─── Exercise material

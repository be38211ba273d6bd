//! Scoped ownership of graphics resources
//!
//! A [`GraphicsSession`] owns the backend for the length of a run and
//! releases everything it uploaded when dropped, including when setup fails
//! halfway through.

use crate::config::RunConfiguration;
use crate::platform::GraphicsBackend;
use crate::render::{Mesh, RenderResult, ShaderSources, TextureData};

/// CPU-side resources uploaded before the loop starts
#[derive(Debug, Clone)]
pub struct SceneAssets {
    /// Vertex and fragment shader text
    pub shaders: ShaderSources,
    /// The shared cube mesh
    pub mesh: Mesh,
    /// Texture applied to every cube
    pub texture: TextureData,
}

impl SceneAssets {
    /// Load shaders and texture from the configured paths, falling back to
    /// the built-in shaders and checkerboard when unset
    pub fn load(config: &RunConfiguration) -> RenderResult<Self> {
        let shaders = ShaderSources::resolve(config.shader_dir.as_deref())?;
        let texture = TextureData::resolve(config.texture_path.as_deref())?;

        Ok(Self {
            shaders,
            mesh: Mesh::cube(),
            texture,
        })
    }
}

/// Graphics backend with guaranteed release
pub struct GraphicsSession<G: GraphicsBackend> {
    backend: G,
}

impl<G: GraphicsBackend> GraphicsSession<G> {
    /// Take ownership of `backend`
    pub fn new(backend: G) -> Self {
        Self { backend }
    }

    /// Create the program and upload mesh and texture
    ///
    /// Returns the index count to draw per object.
    pub fn prepare(&mut self, assets: &SceneAssets) -> RenderResult<u32> {
        self.backend.create_program(&assets.shaders)?;
        self.backend.upload_mesh(&assets.mesh)?;
        self.backend.upload_texture(&assets.texture)?;

        log::info!(
            "Graphics resources ready: {} vertices, {} indices, {}x{} texture",
            assets.mesh.vertices.len(),
            assets.mesh.index_count(),
            assets.texture.width,
            assets.texture.height
        );

        Ok(assets.mesh.index_count())
    }

    /// Shared access to the backend
    pub const fn backend(&self) -> &G {
        &self.backend
    }

    /// Mutable access for the render loop
    pub fn backend_mut(&mut self) -> &mut G {
        &mut self.backend
    }
}

impl<G: GraphicsBackend> Drop for GraphicsSession<G> {
    fn drop(&mut self) {
        self.backend.release();
        log::debug!("Graphics resources released");
    }
}

#[cfg(test)]
mod tests {
    use super::*;
    use crate::foundation::math::Mat4;
    use crate::render::RenderError;
    use std::cell::Cell;
    use std::path::PathBuf;
    use std::rc::Rc;

    /// Backend whose release count outlives the session
    struct TrackingBackend {
        released: Rc<Cell<u32>>,
        fail_mesh: bool,
    }

    impl GraphicsBackend for TrackingBackend {
        fn create_program(&mut self, _sources: &ShaderSources) -> RenderResult<()> {
            Ok(())
        }

        fn upload_mesh(&mut self, _mesh: &Mesh) -> RenderResult<()> {
            if self.fail_mesh {
                Err(RenderError::ResourceCreationFailed("out of memory".to_string()))
            } else {
                Ok(())
            }
        }

        fn upload_texture(&mut self, _texture: &TextureData) -> RenderResult<()> {
            Ok(())
        }

        fn begin_frame(&mut self, _view_projection: &Mat4) {}

        fn draw_indexed(&mut self, _model: &Mat4, _index_count: u32) {}

        fn end_frame(&mut self) {}

        fn release(&mut self) {
            self.released.set(self.released.get() + 1);
        }
    }

    fn assets() -> SceneAssets {
        SceneAssets::load(&RunConfiguration::default()).unwrap()
    }

    #[test]
    fn test_prepare_returns_cube_index_count() {
        let released = Rc::new(Cell::new(0));
        let mut session = GraphicsSession::new(TrackingBackend {
            released: Rc::clone(&released),
            fail_mesh: false,
        });

        assert_eq!(session.prepare(&assets()).unwrap(), 36);
        drop(session);
        assert_eq!(released.get(), 1);
    }

    #[test]
    fn test_release_runs_when_setup_fails() {
        let released = Rc::new(Cell::new(0));
        let result = {
            let mut session = GraphicsSession::new(TrackingBackend {
                released: Rc::clone(&released),
                fail_mesh: true,
            });
            session.prepare(&assets())
        };

        assert!(matches!(result, Err(RenderError::ResourceCreationFailed(_))));
        assert_eq!(released.get(), 1);
    }

    #[test]
    fn test_missing_texture_path_fails_asset_load() {
        let config = RunConfiguration {
            texture_path: Some(PathBuf::from("does/not/exist.png")),
            ..Default::default()
        };
        assert!(matches!(
            SceneAssets::load(&config),
            Err(RenderError::TextureLoad { .. })
        ));
    }
}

──────

Task goal: Your reply should be one number, the count of lines in the data that include the word "matches".

The answer: 2